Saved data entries
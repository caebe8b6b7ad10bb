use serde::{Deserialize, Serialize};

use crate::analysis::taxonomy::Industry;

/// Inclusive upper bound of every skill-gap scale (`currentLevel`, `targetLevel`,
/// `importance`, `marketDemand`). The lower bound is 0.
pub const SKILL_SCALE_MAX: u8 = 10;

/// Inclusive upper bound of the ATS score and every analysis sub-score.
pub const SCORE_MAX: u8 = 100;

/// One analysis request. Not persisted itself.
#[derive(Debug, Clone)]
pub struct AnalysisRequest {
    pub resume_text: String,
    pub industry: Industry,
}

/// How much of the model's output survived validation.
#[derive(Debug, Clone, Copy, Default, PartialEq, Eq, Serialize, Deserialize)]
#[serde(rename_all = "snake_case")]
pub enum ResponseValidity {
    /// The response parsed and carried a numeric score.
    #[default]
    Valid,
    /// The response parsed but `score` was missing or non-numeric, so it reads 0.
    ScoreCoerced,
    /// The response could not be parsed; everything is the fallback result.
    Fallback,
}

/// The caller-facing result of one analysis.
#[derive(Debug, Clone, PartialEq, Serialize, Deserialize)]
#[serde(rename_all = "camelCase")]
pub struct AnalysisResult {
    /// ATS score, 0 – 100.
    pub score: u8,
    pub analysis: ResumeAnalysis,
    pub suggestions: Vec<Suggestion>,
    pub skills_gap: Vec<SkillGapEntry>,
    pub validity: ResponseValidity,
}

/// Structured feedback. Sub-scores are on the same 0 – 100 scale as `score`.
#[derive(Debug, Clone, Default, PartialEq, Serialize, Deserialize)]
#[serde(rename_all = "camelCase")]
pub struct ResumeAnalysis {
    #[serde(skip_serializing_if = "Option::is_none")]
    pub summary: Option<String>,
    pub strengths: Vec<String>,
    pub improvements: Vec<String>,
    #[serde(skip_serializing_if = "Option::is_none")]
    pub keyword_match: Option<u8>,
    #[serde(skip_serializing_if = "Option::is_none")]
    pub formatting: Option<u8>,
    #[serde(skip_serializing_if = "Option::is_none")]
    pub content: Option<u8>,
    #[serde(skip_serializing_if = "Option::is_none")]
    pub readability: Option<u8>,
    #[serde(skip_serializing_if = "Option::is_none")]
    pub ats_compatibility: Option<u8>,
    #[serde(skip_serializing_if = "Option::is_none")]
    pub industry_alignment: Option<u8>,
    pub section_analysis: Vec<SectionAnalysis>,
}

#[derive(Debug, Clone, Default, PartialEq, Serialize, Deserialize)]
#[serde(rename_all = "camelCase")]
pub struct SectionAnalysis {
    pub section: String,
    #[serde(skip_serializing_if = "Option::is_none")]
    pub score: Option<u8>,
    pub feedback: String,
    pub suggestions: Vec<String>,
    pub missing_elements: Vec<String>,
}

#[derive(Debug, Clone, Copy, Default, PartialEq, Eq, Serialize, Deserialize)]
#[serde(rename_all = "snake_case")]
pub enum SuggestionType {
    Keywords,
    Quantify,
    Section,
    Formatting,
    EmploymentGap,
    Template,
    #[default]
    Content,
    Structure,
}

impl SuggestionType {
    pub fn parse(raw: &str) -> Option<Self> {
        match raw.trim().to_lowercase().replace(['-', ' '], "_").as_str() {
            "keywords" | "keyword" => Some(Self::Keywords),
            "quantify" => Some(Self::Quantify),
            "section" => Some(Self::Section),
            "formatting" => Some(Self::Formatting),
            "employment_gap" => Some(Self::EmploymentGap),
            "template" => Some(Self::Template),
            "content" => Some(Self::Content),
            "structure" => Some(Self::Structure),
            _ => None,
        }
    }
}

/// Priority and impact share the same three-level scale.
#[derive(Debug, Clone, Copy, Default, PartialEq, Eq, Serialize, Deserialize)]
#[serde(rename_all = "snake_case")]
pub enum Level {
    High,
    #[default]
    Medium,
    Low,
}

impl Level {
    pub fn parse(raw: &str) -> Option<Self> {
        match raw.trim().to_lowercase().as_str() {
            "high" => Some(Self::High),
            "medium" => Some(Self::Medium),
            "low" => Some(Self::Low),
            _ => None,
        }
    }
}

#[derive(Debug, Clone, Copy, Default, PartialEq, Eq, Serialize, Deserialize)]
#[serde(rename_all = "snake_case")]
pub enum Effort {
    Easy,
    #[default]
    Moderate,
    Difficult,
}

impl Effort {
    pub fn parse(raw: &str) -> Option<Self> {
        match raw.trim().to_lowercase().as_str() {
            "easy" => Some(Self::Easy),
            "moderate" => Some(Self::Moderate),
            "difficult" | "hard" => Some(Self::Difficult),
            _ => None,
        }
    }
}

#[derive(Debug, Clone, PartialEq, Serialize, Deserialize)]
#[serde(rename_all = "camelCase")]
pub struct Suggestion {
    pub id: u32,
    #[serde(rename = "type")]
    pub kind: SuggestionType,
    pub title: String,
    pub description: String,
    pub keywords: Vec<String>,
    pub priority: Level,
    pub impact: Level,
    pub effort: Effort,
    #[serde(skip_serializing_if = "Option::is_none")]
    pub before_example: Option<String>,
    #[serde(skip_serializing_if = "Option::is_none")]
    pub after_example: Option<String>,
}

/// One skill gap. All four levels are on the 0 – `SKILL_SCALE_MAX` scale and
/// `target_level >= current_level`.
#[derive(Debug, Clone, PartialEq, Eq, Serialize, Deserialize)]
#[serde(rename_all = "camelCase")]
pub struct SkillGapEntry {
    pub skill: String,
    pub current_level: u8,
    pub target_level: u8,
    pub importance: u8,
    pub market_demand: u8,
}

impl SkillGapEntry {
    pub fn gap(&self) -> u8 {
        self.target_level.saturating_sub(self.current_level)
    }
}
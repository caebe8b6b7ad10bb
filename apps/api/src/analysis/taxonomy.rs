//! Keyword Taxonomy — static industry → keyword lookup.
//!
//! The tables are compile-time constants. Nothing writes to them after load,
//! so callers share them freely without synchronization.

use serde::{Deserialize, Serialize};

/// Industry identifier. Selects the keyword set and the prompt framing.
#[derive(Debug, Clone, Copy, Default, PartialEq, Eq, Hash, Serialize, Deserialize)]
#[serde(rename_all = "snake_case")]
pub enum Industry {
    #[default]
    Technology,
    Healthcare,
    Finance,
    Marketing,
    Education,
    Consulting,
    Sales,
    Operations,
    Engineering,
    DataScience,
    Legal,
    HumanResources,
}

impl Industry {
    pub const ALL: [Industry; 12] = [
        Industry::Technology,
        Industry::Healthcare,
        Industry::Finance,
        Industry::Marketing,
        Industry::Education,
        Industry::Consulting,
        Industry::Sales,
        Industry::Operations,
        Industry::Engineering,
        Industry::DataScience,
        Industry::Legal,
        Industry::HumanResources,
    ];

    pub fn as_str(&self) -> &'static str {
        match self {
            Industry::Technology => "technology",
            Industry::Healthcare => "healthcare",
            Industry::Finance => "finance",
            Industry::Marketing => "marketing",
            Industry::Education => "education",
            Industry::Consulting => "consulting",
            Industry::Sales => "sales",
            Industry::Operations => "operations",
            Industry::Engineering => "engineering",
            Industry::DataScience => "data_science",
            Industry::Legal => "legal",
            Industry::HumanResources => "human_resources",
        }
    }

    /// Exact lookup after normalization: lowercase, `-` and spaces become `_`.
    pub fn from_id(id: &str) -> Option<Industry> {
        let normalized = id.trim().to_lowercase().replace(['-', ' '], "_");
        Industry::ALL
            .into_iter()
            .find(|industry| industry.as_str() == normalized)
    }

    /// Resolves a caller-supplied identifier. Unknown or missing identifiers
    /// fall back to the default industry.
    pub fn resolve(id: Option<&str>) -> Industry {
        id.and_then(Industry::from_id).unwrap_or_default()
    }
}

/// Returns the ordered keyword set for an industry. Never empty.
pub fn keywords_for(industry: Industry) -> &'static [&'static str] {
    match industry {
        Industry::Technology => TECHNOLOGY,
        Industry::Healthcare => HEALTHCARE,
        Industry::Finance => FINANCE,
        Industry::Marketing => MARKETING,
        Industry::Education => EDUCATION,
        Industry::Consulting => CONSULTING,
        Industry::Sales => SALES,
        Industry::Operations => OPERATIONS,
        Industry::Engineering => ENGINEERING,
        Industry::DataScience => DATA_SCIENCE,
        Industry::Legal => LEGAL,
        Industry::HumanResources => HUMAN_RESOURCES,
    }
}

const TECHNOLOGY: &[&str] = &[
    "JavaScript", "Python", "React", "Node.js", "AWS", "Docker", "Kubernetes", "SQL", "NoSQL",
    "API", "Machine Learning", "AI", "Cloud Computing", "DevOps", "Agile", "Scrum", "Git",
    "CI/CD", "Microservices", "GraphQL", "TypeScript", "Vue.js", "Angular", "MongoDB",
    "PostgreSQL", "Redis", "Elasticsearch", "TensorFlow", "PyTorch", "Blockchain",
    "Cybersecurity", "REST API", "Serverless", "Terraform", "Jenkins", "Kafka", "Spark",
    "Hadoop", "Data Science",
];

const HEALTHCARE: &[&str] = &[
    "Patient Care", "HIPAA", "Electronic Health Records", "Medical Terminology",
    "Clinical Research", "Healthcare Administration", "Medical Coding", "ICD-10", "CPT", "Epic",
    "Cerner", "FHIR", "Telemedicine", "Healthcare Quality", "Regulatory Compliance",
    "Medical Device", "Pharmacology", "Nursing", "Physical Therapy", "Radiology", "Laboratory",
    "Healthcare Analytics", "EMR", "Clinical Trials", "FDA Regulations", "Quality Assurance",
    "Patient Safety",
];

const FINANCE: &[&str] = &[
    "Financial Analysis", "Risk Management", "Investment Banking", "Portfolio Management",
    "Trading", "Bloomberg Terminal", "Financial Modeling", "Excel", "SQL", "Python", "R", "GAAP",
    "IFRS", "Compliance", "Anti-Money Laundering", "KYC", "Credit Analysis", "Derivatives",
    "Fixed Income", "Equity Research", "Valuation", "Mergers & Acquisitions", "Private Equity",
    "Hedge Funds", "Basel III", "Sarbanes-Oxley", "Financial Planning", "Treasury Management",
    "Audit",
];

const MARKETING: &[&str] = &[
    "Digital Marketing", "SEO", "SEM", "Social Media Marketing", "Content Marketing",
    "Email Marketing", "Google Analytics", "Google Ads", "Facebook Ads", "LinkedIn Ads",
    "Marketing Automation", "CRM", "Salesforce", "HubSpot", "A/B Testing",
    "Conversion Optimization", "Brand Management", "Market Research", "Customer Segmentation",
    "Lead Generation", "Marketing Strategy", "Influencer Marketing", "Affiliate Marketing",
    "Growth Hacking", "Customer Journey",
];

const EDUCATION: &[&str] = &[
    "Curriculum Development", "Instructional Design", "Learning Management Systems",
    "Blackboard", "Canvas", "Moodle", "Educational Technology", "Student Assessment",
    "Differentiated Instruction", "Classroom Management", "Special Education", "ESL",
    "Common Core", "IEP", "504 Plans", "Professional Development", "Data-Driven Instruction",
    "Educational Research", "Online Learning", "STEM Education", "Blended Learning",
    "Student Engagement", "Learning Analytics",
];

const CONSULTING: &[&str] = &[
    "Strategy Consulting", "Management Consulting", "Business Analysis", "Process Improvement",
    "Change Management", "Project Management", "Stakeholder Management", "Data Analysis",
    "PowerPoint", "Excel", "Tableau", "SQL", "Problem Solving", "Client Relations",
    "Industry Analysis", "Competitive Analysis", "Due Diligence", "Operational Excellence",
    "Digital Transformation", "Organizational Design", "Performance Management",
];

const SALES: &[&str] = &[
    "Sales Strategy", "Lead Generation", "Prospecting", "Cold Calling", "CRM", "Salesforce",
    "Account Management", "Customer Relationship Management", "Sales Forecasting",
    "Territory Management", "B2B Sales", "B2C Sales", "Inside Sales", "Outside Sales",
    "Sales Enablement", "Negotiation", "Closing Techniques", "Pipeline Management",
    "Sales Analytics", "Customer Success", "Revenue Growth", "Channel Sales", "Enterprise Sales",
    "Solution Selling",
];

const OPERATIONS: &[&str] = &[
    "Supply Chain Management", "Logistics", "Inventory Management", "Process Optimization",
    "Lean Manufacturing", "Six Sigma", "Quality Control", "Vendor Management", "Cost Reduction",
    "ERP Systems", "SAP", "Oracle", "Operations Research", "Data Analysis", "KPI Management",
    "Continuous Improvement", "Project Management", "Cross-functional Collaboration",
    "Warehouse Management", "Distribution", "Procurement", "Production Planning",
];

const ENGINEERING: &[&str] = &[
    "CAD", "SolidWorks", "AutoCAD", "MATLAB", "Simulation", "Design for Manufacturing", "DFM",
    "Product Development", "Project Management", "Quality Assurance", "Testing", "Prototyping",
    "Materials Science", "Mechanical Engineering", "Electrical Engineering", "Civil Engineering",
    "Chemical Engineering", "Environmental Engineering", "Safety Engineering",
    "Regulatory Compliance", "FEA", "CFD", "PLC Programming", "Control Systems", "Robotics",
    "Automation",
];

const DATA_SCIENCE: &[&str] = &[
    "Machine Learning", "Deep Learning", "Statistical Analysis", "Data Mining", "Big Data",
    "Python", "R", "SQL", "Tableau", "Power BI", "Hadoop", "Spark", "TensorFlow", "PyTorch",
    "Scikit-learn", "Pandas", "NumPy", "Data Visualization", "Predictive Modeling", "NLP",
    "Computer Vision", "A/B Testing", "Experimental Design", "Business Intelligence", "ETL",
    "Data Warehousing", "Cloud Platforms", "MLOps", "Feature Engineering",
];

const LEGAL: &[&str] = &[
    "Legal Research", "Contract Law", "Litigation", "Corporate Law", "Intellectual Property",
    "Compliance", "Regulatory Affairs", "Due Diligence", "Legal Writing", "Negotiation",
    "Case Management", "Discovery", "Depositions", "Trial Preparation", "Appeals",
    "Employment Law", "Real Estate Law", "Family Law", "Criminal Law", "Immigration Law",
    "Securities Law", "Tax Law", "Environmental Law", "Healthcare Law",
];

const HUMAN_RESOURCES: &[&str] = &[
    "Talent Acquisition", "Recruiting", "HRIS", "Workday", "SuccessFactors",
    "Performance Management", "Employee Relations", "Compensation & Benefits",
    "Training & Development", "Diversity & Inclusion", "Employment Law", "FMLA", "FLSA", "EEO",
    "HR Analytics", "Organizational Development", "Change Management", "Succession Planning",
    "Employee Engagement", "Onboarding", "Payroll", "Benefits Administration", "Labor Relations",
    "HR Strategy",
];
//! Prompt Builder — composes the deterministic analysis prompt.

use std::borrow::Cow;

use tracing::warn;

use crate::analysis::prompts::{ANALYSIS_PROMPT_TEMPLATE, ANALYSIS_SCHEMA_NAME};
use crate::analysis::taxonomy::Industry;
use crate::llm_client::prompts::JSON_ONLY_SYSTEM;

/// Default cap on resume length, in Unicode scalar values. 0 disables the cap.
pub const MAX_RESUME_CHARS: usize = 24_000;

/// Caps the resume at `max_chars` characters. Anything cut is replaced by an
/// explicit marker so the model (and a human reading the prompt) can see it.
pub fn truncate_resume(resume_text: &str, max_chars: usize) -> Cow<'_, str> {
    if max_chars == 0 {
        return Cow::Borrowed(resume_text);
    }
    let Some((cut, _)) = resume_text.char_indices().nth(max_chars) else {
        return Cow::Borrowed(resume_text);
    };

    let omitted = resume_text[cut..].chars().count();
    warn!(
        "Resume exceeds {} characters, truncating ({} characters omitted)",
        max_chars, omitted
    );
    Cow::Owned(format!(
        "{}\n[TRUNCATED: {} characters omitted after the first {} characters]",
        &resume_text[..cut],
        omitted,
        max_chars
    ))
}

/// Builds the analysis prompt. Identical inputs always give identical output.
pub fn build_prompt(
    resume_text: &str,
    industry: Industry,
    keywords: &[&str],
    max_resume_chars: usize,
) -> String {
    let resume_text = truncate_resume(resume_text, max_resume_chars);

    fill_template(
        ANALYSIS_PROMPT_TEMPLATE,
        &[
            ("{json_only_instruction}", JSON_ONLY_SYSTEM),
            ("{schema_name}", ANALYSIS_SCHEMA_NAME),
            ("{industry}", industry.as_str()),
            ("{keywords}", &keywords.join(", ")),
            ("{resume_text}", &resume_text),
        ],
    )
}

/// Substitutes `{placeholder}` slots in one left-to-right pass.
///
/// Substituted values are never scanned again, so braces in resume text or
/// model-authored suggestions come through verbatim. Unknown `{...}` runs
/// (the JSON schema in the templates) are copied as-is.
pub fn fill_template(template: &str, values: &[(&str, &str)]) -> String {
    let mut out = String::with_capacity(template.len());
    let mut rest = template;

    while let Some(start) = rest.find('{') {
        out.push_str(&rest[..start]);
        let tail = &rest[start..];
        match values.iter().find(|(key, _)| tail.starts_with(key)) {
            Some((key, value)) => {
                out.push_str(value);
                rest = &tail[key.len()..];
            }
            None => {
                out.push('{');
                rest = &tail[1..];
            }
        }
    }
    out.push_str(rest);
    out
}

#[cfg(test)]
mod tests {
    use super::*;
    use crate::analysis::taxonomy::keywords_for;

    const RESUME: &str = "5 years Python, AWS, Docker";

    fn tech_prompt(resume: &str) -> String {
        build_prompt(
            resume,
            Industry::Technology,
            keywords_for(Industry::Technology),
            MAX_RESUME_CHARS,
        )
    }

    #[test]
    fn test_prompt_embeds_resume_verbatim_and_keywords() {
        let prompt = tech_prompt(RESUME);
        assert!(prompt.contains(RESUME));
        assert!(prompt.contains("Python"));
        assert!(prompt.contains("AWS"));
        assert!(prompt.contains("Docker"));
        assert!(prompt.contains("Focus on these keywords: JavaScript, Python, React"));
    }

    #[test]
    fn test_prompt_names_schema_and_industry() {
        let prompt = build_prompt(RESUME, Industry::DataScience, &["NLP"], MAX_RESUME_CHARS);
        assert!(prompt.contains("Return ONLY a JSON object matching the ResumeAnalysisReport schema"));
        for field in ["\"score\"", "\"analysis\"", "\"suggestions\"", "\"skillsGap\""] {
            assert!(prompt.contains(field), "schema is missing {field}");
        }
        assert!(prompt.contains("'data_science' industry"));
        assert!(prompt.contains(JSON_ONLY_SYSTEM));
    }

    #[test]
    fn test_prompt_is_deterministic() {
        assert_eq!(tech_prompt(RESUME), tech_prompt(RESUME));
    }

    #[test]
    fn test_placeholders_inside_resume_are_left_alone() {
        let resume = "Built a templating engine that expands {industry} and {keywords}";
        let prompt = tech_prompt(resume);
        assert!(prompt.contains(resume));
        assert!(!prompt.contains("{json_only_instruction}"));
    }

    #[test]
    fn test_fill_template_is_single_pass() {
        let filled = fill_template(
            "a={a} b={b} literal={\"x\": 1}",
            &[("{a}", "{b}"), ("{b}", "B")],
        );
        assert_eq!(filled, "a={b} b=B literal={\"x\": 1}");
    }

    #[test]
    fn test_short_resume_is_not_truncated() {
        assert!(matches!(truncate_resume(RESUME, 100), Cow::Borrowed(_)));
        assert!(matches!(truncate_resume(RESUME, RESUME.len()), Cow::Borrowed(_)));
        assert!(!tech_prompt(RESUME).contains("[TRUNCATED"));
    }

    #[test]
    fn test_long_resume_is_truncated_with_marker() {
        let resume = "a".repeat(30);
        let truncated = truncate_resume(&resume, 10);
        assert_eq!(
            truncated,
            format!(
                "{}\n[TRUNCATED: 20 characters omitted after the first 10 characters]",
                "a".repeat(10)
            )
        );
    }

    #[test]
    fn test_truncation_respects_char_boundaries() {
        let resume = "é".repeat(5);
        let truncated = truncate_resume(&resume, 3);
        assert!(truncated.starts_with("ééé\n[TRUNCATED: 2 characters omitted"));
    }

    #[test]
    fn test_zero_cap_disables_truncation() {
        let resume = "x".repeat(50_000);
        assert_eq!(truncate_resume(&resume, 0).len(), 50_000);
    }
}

INSTRUCTIONS FOR THE TASK: Your job is to return all lines above that hold the word "Borrowed".

EXERCISE SOLUTION:
        return Cow::Borrowed(resume_text);
        return Cow::Borrowed(resume_text);
        assert!(matches!(truncate_resume(RESUME, 100), Cow::Borrowed(_)));
        assert!(matches!(truncate_resume(RESUME, RESUME.len()), Cow::Borrowed(_)));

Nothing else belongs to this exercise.